Watson and Crick must be twirling on their respective helices. When the genetic pioneers discovered DNA’s double-helix structure in 1953, they set the keystone for the field of molecular biology and the potential to unravel the secrets behind genetic influence on biological chemistry. We’ve previously written about Renown Health and DRI’s landmark 2016 community health study that included genetic information. Earlier this year we covered MyoKardia’s study of PPG sensors detecting hypertrophic cardiomyopathy, a genetic disorder.
In July, University of California San Diego medical engineering researchers reported on their work with a biosensor chip that improves genetic mutation detection by at least 1,000 times. Genetic detective work looks for specific mutations called single nucleotide polymorphisms (SNPs). Individual mutations have unique SNP codings. Current SNP detection technology has several drawbacks including poor sensitivity, the need for amplification which requires bulky equipment, and the inability to transmit data wirelessly. The USCD team solved all of these problems.
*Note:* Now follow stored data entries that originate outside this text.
//! # flvkit-format
//!
//! FLV 容器格式的编解码与流式解封装.
//!
//! - [`preamble`]: 9 字节 FLV 文件头
//! - [`tag`]: 11 字节 Tag 头部以及音频/视频/Script/透传四种 Tag 体
//! - [`script`]: onMetaData 等 Script Tag 使用的 AMF0 子集
//! - [`reader`]: 从任意切分的字节流中增量重组完整 Tag
//! - [`writer`]: 将文件头和 Tag 写入输出
//! - [`walk`]: 借助 PreviousTagSize 从尾部反向遍历 Tag

pub mod preamble;
pub mod probe;
pub mod reader;
pub mod script;
pub mod tag;
pub mod walk;
pub mod writer;

// 重导出常用类型
pub use preamble::{Preamble, PreambleFlags};
pub use reader::{MetadataPolicy, ReaderConfig, StreamReader};
pub use tag::{Tag, TagBody, TagKind};
pub use writer::FlvWriter;
//! FLV Tag 编解码.
//!
//! 每个 Tag 由 11 字节头部、数据区和可选的 4 字节 PreviousTagSize 组成.
//! 数据区按 Tag 类型分派:
//! - 视频 (AVC) → [`VideoTag`]
//! - 音频 → [`AudioTag`]
//! - Script → [`MetadataTag`]
//! - 其他类型, 以及无法识别的音视频数据区 → [`PassthroughTag`], 原样保留字节

pub mod audio;
pub mod header;
pub mod metadata;
pub mod video;

use bytes::Bytes;
use log::{trace, warn};

use flvkit_core::{ByteWriter, FlvError, FlvResult};

pub use audio::{AacPacketType, AudioTag, SampleRate, SampleSize, SoundFormat, SoundType};
pub use header::{PREV_TAG_SIZE_LEN, TAG_HEADER_SIZE, TagHeader, TagKind, can_decode, tag_size};
pub use metadata::MetadataTag;
pub use video::{AvcPacketType, VideoTag};

/// 透传 Tag, 数据区不做解析
#[derive(Debug, Clone, PartialEq, Eq)]
pub struct PassthroughTag {
    /// 原始 Tag 类型
    pub kind: TagKind,
    /// 数据区原始字节
    pub data: Bytes,
}

/// Tag 数据区
#[derive(Debug, Clone, PartialEq)]
pub enum TagBody {
    /// 未解析的数据区
    Passthrough(PassthroughTag),
    /// 视频
    Video(VideoTag),
    /// 音频
    Audio(AudioTag),
    /// Script Data
    Metadata(MetadataTag),
}

/// FLV Tag
#[derive(Debug, Clone, PartialEq)]
pub struct Tag {
    /// 时间戳 (毫秒)
    pub timestamp: u32,
    /// 数据区
    pub body: TagBody,
}

impl Tag {
    /// 创建视频 Tag
    pub fn video(timestamp: u32, video: VideoTag) -> Self {
        Self {
            timestamp,
            body: TagBody::Video(video),
        }
    }

    /// 创建音频 Tag
    pub fn audio(timestamp: u32, audio: AudioTag) -> Self {
        Self {
            timestamp,
            body: TagBody::Audio(audio),
        }
    }

    /// 创建 Script Tag
    pub fn metadata(timestamp: u32, metadata: MetadataTag) -> Self {
        Self {
            timestamp,
            body: TagBody::Metadata(metadata),
        }
    }

    /// 创建透传 Tag
    ///
    /// 用于 [`TagKind::Other`] 或解码器无法识别的视频/音频/Script 数据区.
    /// 编码结果与 `data` 逐字节一致, 但若 `kind` 为 Video/Audio/Script 且数据区
    /// 可以识别, 再次解码得到的是对应的专用变体而不是 Passthrough.
    pub fn passthrough(kind: TagKind, timestamp: u32, data: impl Into<Bytes>) -> Self {
        Self {
            timestamp,
            body: TagBody::Passthrough(PassthroughTag {
                kind,
                data: data.into(),
            }),
        }
    }

    /// Tag 类型
    pub fn kind(&self) -> TagKind {
        match &self.body {
            TagBody::Passthrough(p) => p.kind,
            TagBody::Video(_) => TagKind::Video,
            TagBody::Audio(_) => TagKind::Audio,
            TagBody::Metadata(_) => TagKind::Script,
        }
    }

    /// 数据区编码长度
    pub fn body_size(&self) -> usize {
        match &self.body {
            TagBody::Passthrough(p) => p.data.len(),
            TagBody::Video(v) => v.encoded_len(),
            TagBody::Audio(a) => a.encoded_len(),
            TagBody::Metadata(m) => m.encoded_len(),
        }
    }

    /// 编码后的总长度
    pub fn total_size(&self, trailing_size: bool) -> usize {
        TAG_HEADER_SIZE + self.body_size() + if trailing_size { PREV_TAG_SIZE_LEN } else { 0 }
    }

    /// 写入头部 + 数据区 (+ PreviousTagSize)
    ///
    /// PreviousTagSize = 11 + DataSize, 不含自身的 4 字节.
    pub fn write_to(&self, bw: &mut ByteWriter, trailing_size: bool) -> FlvResult<()> {
        let body_size = u32::try_from(self.body_size())
            .map_err(|_| FlvError::InvalidArgument("Tag 数据区过长".into()))?;
        let header = TagHeader {
            kind: self.kind(),
            data_size: body_size,
            timestamp: self.timestamp,
        };
        let start = bw.len();
        header.write_to(bw)?;

        match &self.body {
            TagBody::Passthrough(p) => bw.write_bytes(&p.data),
            TagBody::Video(v) => v.write_to(bw)?,
            TagBody::Audio(a) => a.write_to(bw)?,
            TagBody::Metadata(m) => m.write_to(bw)?,
        }
        debug_assert_eq!(bw.len() - start, TAG_HEADER_SIZE + body_size as usize);

        if trailing_size {
            bw.write_u32_be(TAG_HEADER_SIZE as u32 + body_size);
        }
        Ok(())
    }

    /// 编码为字节
    pub fn encode(&self, trailing_size: bool) -> FlvResult<Vec<u8>> {
        let mut bw = ByteWriter::with_capacity(self.total_size(trailing_size));
        self.write_to(&mut bw, trailing_size)?;
        Ok(bw.finish())
    }

    /// 从缓冲区开头解码一个 Tag
    ///
    /// 返回 Tag 与消耗的字节数 (11 + DataSize [+ 4]). 缓冲区中的 Tag
    /// 不完整时返回 `NeedMoreData`. Script 数据区损坏时返回
    /// `MalformedScriptData`, 此时 DataSize 仍然可信, 调用方可以跳过该 Tag.
    pub fn decode(data: &[u8], trailing_size: bool) -> FlvResult<(Self, usize)> {
        header::ensure_complete(data, trailing_size)?;
        let header = TagHeader::decode(data)?;
        let body_end = TAG_HEADER_SIZE + header.data_size as usize;
        let body = &data[TAG_HEADER_SIZE..body_end];

        let decoded = match header.kind {
            TagKind::Video => VideoTag::decode(body).map(TagBody::Video),
            TagKind::Audio => AudioTag::decode(body).map(TagBody::Audio),
            TagKind::Script => Some(TagBody::Metadata(MetadataTag::decode(body)?)),
            TagKind::Other(_) => None,
        };
        let body = decoded.unwrap_or_else(|| {
            if !matches!(header.kind, TagKind::Other(_)) {
                warn!(
                    "FLV: 无法识别的 {} Tag 数据区 ({} 字节), 按透传处理",
                    header.kind, header.data_size
                );
            }
            TagBody::Passthrough(PassthroughTag {
                kind: header.kind,
                data: Bytes::copy_from_slice(body),
            })
        });

        trace!(
            "FLV: tag kind={} size={} ts={}",
            header.kind, header.data_size, header.timestamp
        );

        let tag = Self {
            timestamp: header.timestamp,
            body,
        };
        Ok((tag, header.tag_size(trailing_size)))
    }
}
//! Script Data (AMF0 子集) 编解码.
//!
//! onMetaData 等 Script Tag 的数据区结构:
//! ```text
//! Name  := 0x02 u16-BE 长度 + 字节            ; 必须是字符串
//! Value := 0x00 f64-BE                        ; Number
//!        | 0x01 u8                            ; Boolean, 非 0 为真
//!        | 0x02 u16-BE 长度 + 字节            ; String
//!        | 0x08 u32-BE 数量 (Key Value)*数量  ; ECMA Array
//! Key   := u16-BE 长度 + 字节                 ; 属性名不带类型标记
//! ```
//!
//! 只处理一层扁平的 ECMA Array, 数组成员只能是 Number / Boolean / String.
//! [`decode_script_values`] 保留值的原始类型, [`decode_script_data`] 把值统一转成字符串.

use std::collections::BTreeMap;
use std::fmt;

use log::{debug, warn};

use flvkit_core::{ByteReader, ByteWriter, FlvError, FlvResult};

/// AMF0 类型标记
pub const AMF_NUMBER: u8 = 0x00;
pub const AMF_BOOLEAN: u8 = 0x01;
pub const AMF_STRING: u8 = 0x02;
pub const AMF_ECMA_ARRAY: u8 = 0x08;
pub const AMF_OBJECT_END: u8 = 0x09;

/// Script 值
#[derive(Debug, Clone, PartialEq)]
pub enum ScriptValue {
    /// 双精度浮点
    Number(f64),
    /// 布尔
    Boolean(bool),
    /// 字符串
    String(String),
}

impl ScriptValue {
    /// 带类型标记的编码长度
    pub fn encoded_len(&self) -> usize {
        match self {
            Self::Number(_) => 1 + 8,
            Self::Boolean(_) => 1 + 1,
            Self::String(v) => 1 + 2 + v.len(),
        }
    }

    /// 按数值解释, String 会尝试解析
    pub fn as_f64(&self) -> Option<f64> {
        match self {
            Self::Number(v) => Some(*v),
            Self::Boolean(_) => None,
            Self::String(v) => v.trim().parse().ok(),
        }
    }
}

macro_rules! impl_from_number {
    ($($ty:ty),*) => {
        $(
            impl From<$ty> for ScriptValue {
                fn from(v: $ty) -> Self {
                    Self::Number(v as f64)
                }
            }
        )*
    };
}

impl_from_number!(f32, i32, u32, i64, u64);

impl From<f64> for ScriptValue {
    fn from(v: f64) -> Self {
        Self::Number(v)
    }
}

impl From<bool> for ScriptValue {
    fn from(v: bool) -> Self {
        Self::Boolean(v)
    }
}

impl From<&str> for ScriptValue {
    fn from(v: &str) -> Self {
        Self::String(v.to_string())
    }
}

impl From<String> for ScriptValue {
    fn from(v: String) -> Self {
        Self::String(v)
    }
}

impl fmt::Display for ScriptValue {
    /// Number 按十进制输出 (10.0 → "10"), Boolean 输出 "1"/"0"
    fn fmt(&self, f: &mut fmt::Formatter<'_>) -> fmt::Result {
        match self {
            Self::Number(v) => write!(f, "{v}"),
            Self::Boolean(v) => write!(f, "{}", u8::from(*v)),
            Self::String(v) => f.write_str(v),
        }
    }
}

/// 解码出的 Script 数据 (值已转为字符串)
pub type ScriptData = (String, BTreeMap<String, String>);

/// 保留原始类型的属性表
pub type ScriptProperties = BTreeMap<String, ScriptValue>;

/// 带边界检查的 Script 游标
///
/// 底层读取不足时统一转换为 `MalformedScriptData`.
struct ScriptCursor<'a> {
    inner: ByteReader<'a>,
}

impl<'a> ScriptCursor<'a> {
    fn new(data: &'a [u8]) -> Self {
        Self {
            inner: ByteReader::new(data),
        }
    }

    fn is_empty(&self) -> bool {
        self.inner.is_empty()
    }

    fn take(&mut self, count: usize, what: &str) -> FlvResult<&'a [u8]> {
        let remaining = self.inner.remaining();
        self.inner.read_bytes(count).map_err(|_| {
            FlvError::MalformedScriptData(format!(
                "{what} 需要 {count} 字节, 剩余 {remaining} 字节"
            ))
        })
    }

    fn read_u8(&mut self, what: &str) -> FlvResult<u8> {
        Ok(self.take(1, what)?[0])
    }

    fn read_u16(&mut self, what: &str) -> FlvResult<u16> {
        let b = self.take(2, what)?;
        Ok(u16::from_be_bytes([b[0], b[1]]))
    }

    fn read_u32(&mut self, what: &str) -> FlvResult<u32> {
        let b = self.take(4, what)?;
        Ok(u32::from_be_bytes([b[0], b[1], b[2], b[3]]))
    }

    fn read_f64(&mut self) -> FlvResult<f64> {
        let mut raw = [0u8; 8];
        raw.copy_from_slice(self.take(8, "Number")?);
        Ok(f64::from_be_bytes(raw))
    }

    /// 读取不带类型标记的字符串 (u16 长度 + 字节)
    fn read_string(&mut self) -> FlvResult<String> {
        let len = self.read_u16("字符串长度")? as usize;
        let bytes = self.take(len, "字符串内容")?;
        match std::str::from_utf8(bytes) {
            Ok(s) => Ok(s.to_owned()),
            Err(e) => {
                warn!("Script: 字符串不是合法 UTF-8 ({e}), 非法字节已替换为 U+FFFD");
                Ok(String::from_utf8_lossy(bytes).into_owned())
            }
        }
    }

    /// 按类型标记读取一个标量值
    fn read_scalar(&mut self, marker: u8) -> FlvResult<ScriptValue> {
        match marker {
            AMF_NUMBER => Ok(ScriptValue::Number(self.read_f64()?)),
            AMF_BOOLEAN => Ok(ScriptValue::Boolean(self.read_u8("Boolean")? != 0)),
            AMF_STRING => Ok(ScriptValue::String(self.read_string()?)),
            other => Err(FlvError::MalformedScriptData(format!(
                "未知值类型 0x{other:02X}"
            ))),
        }
    }
}

/// 解码 Script Tag 数据区, 值转为字符串
///
/// Number 按十进制输出, Boolean 输出 "1"/"0". 其余规则见 [`decode_script_values`].
pub fn decode_script_data(body: &[u8]) -> FlvResult<ScriptData> {
    let (name, values) = decode_script_values(body)?;
    let properties = values
        .into_iter()
        .map(|(key, value)| (key, value.to_string()))
        .collect();
    Ok((name, properties))
}

/// 解码 Script Tag 数据区, 保留值的原始类型
///
/// 名称之后的值必须是 ECMA Array 才会收集属性, 其他类型直接返回空表.
/// 数组按声明的数量读取, 数量之后的多余字节 (如 `00 00 09` 结束标记) 被忽略.
/// 重复的属性名以最后一次为准.
pub fn decode_script_values(body: &[u8]) -> FlvResult<(String, ScriptProperties)> {
    let mut cursor = ScriptCursor::new(body);

    let marker = cursor.read_u8("名称类型")?;
    if marker != AMF_STRING {
        return Err(FlvError::MalformedScriptData(format!(
            "名称类型应为 String, 实际为 0x{marker:02X}"
        )));
    }
    let name = cursor.read_string()?;

    let mut properties = BTreeMap::new();
    if cursor.is_empty() {
        return Ok((name, properties));
    }

    let marker = cursor.read_u8("值类型")?;
    if marker != AMF_ECMA_ARRAY {
        debug!("Script: {name} 的值类型为 0x{marker:02X}, 不收集属性");
        return Ok((name, properties));
    }

    let count = cursor.read_u32("数组长度")?;
    for _ in 0..count {
        let key = cursor.read_string()?;
        let marker = cursor.read_u8("属性值类型")?;
        let value = cursor.read_scalar(marker)?;
        properties.insert(key, value);
    }

    debug!("Script: {name}, {} 个属性", properties.len());
    Ok((name, properties))
}

/// 写入不带类型标记的字符串
fn write_string(bw: &mut ByteWriter, s: &str) -> FlvResult<()> {
    let len = u16::try_from(s.len()).map_err(|_| {
        FlvError::InvalidArgument(format!("字符串长度 {} 超出 65535", s.len()))
    })?;
    bw.write_u16_be(len);
    bw.write_bytes(s.as_bytes());
    Ok(())
}

/// 写入带类型标记的标量值
pub fn write_value(bw: &mut ByteWriter, value: &ScriptValue) -> FlvResult<()> {
    match value {
        ScriptValue::Number(v) => {
            bw.write_u8(AMF_NUMBER);
            bw.write_f64_be(*v);
        }
        ScriptValue::Boolean(v) => {
            bw.write_u8(AMF_BOOLEAN);
            bw.write_u8(u8::from(*v));
        }
        ScriptValue::String(v) => {
            bw.write_u8(AMF_STRING);
            write_string(bw, v)?;
        }
    }
    Ok(())
}

/// 写入 Script Tag 数据区
///
/// 名称写成 String, 属性写成 ECMA Array, 值按各自类型写出, 末尾附 `00 00 09`.
pub fn encode_script_data<'a, I>(bw: &mut ByteWriter, name: &str, properties: I) -> FlvResult<()>
where
    I: ExactSizeIterator<Item = (&'a str, ScriptValue)>,
{
    bw.write_u8(AMF_STRING);
    write_string(bw, name)?;

    let count = u32::try_from(properties.len())
        .map_err(|_| FlvError::InvalidArgument("属性数量超出 u32".into()))?;
    bw.write_u8(AMF_ECMA_ARRAY);
    bw.write_u32_be(count);
    for (key, value) in properties {
        write_string(bw, key)?;
        write_value(bw, &value)?;
    }

    bw.write_u16_be(0);
    bw.write_u8(AMF_OBJECT_END);
    Ok(())
}

/// 属性表编码后的长度
pub fn encoded_len(name: &str, properties: &ScriptProperties) -> usize {
    let entries: usize = properties
        .iter()
        .map(|(key, value)| 2 + key.len() + value.encoded_len())
        .sum();
    1 + 2 + name.len() + 1 + 4 + entries + 3
}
The UCSD team explained their work in an article in Advanced Materials. They used a graphene field effect transistor (FET) with an attached double strand DNA nanotweezer. The team coded one side of the “tweezer” for a specific SNP. When DNA with the specific SNP gets near the tweezer, it binds to the side with the coding “bait.” The binding causes the tweezers to open, which in turn creates a change in the DNA’s electrical charge. This change can be detected by the graphene FET which then signals a smartphone app wirelessly.
The USCD team is now focusing on designing array chips that could detect up to hundreds of thousands of SNPs in one test. Their achievement in creating a new detection method, even with a single SNP, is immense. With validation and replication, the UCSD study has the potential to advance genetic medicine exponentially.